● **WORK REQUEST**: When the word "template" shows up in a line of the data below, copy that whole line.

● **INPUT**:
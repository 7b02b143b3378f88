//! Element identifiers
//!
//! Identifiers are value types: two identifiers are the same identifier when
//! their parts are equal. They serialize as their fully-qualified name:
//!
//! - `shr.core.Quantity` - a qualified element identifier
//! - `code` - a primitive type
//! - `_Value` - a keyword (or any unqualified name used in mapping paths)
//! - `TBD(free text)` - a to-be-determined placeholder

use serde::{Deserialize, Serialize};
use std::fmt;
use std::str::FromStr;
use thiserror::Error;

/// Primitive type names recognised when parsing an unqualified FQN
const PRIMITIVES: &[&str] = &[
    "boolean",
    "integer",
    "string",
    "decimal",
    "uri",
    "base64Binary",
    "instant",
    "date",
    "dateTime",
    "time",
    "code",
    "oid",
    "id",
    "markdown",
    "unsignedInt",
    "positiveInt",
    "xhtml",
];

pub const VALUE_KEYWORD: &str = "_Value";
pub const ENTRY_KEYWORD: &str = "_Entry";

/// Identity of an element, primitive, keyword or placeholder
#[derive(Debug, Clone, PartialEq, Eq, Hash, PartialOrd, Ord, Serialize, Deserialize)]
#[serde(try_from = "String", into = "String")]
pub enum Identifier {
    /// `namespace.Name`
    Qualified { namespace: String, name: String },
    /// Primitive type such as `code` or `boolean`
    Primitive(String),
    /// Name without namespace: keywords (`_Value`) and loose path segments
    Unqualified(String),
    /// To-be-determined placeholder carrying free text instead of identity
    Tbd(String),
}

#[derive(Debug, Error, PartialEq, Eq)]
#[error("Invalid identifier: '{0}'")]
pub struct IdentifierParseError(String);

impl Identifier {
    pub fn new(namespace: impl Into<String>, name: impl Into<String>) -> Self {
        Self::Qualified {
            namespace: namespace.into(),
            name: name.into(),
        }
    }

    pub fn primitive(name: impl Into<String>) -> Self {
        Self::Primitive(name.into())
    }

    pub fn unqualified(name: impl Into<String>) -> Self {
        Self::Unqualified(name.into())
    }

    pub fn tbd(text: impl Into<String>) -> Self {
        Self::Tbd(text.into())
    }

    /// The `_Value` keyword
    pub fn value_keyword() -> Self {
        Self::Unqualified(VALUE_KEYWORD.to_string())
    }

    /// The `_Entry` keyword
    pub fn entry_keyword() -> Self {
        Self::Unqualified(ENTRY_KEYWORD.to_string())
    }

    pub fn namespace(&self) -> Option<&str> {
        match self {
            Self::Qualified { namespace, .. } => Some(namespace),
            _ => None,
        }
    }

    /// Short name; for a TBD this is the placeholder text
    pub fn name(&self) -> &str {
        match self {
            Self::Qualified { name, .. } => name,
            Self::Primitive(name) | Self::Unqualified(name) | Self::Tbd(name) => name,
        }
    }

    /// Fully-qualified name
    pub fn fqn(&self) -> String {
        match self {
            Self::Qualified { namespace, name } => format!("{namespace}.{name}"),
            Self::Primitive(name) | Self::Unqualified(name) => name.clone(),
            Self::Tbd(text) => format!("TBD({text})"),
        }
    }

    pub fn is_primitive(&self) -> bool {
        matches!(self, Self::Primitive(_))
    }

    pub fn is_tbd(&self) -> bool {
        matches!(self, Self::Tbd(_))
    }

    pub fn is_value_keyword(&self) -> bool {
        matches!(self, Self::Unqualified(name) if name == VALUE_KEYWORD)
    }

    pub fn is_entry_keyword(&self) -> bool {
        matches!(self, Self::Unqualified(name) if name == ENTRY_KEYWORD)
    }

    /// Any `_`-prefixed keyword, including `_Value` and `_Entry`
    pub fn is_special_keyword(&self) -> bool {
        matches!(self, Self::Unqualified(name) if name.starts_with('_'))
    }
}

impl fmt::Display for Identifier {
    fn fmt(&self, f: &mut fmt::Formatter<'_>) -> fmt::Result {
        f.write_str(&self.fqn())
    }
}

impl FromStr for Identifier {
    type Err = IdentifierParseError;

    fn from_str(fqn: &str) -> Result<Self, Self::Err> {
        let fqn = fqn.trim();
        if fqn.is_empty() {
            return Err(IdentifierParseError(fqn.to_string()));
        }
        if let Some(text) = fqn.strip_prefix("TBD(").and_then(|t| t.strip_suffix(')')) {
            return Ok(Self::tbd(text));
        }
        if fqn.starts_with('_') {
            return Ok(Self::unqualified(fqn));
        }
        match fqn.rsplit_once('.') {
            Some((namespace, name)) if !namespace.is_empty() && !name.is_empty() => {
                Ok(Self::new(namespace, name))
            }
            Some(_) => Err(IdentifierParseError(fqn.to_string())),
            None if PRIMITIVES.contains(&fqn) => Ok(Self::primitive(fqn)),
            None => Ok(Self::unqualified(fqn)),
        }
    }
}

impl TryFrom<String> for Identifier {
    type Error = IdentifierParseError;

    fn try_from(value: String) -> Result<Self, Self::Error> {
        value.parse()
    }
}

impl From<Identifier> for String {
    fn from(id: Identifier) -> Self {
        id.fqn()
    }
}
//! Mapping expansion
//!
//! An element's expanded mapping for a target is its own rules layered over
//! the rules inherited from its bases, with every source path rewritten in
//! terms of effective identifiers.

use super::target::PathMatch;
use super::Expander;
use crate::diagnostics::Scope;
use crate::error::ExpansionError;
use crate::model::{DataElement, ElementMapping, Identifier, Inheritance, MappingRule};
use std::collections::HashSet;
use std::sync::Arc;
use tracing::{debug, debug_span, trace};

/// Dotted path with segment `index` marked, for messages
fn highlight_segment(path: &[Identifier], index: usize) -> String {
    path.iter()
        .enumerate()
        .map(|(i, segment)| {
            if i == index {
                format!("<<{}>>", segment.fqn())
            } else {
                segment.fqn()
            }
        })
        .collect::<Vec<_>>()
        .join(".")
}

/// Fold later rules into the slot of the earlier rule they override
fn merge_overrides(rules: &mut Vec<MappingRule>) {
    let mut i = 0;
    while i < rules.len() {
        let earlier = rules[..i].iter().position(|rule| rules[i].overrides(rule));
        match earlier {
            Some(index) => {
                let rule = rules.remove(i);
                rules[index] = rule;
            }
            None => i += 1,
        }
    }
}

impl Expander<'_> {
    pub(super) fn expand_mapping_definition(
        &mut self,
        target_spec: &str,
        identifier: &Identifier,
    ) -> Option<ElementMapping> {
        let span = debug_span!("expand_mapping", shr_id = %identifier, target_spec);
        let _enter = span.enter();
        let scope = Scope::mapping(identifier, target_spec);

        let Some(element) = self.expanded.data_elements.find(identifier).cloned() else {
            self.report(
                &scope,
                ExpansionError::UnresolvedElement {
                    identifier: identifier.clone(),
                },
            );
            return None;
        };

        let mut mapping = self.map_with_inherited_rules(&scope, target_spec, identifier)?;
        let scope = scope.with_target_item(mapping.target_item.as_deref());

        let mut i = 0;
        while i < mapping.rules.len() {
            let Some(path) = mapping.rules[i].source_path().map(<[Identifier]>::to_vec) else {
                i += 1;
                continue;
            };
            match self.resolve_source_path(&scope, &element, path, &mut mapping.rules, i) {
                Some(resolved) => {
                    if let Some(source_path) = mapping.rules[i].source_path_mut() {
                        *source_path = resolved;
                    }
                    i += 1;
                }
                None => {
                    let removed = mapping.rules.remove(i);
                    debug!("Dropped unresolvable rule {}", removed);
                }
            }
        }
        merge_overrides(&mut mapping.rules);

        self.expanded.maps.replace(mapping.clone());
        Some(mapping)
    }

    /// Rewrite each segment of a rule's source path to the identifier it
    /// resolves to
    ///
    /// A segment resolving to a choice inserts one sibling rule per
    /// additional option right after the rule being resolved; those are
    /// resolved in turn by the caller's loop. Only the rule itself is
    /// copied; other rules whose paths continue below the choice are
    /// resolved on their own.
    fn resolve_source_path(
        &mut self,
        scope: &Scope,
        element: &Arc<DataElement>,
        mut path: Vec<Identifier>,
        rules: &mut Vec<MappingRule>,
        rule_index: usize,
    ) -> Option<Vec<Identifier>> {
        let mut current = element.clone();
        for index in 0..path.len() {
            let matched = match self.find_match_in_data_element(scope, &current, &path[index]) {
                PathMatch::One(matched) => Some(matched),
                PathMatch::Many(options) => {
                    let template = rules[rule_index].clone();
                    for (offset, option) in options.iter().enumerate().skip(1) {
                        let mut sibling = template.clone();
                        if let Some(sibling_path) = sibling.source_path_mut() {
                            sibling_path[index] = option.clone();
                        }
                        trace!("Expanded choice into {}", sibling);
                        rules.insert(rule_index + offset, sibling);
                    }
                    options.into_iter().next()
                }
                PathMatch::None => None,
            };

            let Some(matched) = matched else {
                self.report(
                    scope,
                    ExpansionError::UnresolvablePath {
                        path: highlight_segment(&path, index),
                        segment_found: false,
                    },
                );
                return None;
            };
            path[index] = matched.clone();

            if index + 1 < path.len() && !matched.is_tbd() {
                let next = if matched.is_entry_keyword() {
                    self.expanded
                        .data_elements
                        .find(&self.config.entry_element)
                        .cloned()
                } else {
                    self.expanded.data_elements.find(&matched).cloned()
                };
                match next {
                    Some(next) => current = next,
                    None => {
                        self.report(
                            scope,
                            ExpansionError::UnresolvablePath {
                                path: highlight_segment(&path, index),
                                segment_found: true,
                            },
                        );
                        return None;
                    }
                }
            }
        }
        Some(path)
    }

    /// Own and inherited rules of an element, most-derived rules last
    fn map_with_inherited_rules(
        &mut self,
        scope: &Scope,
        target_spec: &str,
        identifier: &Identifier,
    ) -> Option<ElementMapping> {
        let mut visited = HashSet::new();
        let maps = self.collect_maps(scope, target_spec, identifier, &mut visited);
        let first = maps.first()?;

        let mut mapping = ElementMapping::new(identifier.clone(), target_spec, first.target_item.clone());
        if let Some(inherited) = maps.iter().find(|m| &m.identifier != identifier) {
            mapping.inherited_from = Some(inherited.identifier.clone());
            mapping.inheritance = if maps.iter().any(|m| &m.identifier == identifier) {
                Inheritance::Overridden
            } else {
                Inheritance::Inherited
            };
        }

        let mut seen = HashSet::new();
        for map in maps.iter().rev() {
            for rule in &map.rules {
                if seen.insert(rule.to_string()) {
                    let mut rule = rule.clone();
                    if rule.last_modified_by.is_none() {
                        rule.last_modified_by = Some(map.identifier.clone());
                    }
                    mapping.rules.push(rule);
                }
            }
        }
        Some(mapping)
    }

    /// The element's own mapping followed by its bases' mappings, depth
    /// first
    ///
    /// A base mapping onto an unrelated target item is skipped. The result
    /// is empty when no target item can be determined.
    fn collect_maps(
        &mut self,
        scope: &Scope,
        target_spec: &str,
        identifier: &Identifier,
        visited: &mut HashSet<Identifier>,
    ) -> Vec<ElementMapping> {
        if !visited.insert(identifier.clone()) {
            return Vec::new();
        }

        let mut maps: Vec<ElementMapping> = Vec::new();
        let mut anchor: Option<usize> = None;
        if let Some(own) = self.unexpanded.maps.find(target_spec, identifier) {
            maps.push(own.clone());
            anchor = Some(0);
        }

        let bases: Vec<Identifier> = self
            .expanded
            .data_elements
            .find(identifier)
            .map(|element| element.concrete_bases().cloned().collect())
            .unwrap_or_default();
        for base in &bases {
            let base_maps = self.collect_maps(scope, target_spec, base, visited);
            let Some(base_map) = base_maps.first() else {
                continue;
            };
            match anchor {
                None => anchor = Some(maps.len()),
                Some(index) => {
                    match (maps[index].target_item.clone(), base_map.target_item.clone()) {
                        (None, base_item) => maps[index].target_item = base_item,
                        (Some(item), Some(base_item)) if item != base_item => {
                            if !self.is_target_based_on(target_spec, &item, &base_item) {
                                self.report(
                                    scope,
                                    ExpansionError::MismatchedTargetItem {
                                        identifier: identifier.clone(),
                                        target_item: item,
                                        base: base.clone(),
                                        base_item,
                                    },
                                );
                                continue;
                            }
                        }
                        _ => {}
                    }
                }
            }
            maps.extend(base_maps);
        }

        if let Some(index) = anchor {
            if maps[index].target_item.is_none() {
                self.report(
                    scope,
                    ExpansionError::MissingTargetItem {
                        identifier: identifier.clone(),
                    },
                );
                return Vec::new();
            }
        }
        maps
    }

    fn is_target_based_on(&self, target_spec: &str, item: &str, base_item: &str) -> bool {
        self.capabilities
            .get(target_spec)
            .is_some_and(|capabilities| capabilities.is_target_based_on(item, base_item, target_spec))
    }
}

● **OUTPUT OF THE EXERCISE**:
                    let template = rules[rule_index].clone();
                        let mut sibling = template.clone();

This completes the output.